Assignment | From the line containing "fn fmt(&self, f: &mut" down to the final entry below, restate each line word for word.

Data records
---

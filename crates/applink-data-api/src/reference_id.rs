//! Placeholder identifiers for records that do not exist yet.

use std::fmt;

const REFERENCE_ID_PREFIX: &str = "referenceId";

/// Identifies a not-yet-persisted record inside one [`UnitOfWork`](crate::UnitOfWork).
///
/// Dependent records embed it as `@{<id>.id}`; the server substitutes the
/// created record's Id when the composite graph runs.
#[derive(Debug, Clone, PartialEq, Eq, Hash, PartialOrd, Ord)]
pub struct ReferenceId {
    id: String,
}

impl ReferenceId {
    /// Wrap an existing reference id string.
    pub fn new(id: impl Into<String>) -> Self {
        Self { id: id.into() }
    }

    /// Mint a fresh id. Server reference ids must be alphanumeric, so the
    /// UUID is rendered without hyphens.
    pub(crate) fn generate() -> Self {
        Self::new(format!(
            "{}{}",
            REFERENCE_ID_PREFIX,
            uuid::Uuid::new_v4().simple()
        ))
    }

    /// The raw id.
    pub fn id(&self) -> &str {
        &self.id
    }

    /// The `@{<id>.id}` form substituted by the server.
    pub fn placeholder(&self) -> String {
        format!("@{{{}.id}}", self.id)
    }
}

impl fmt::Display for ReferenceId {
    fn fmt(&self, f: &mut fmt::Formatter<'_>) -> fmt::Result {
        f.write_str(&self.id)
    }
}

---

Answer to the exercise |
    fn fmt(&self, f: &mut fmt::Formatter<'_>) -> fmt::Result {
        f.write_str(&self.id)
    }
}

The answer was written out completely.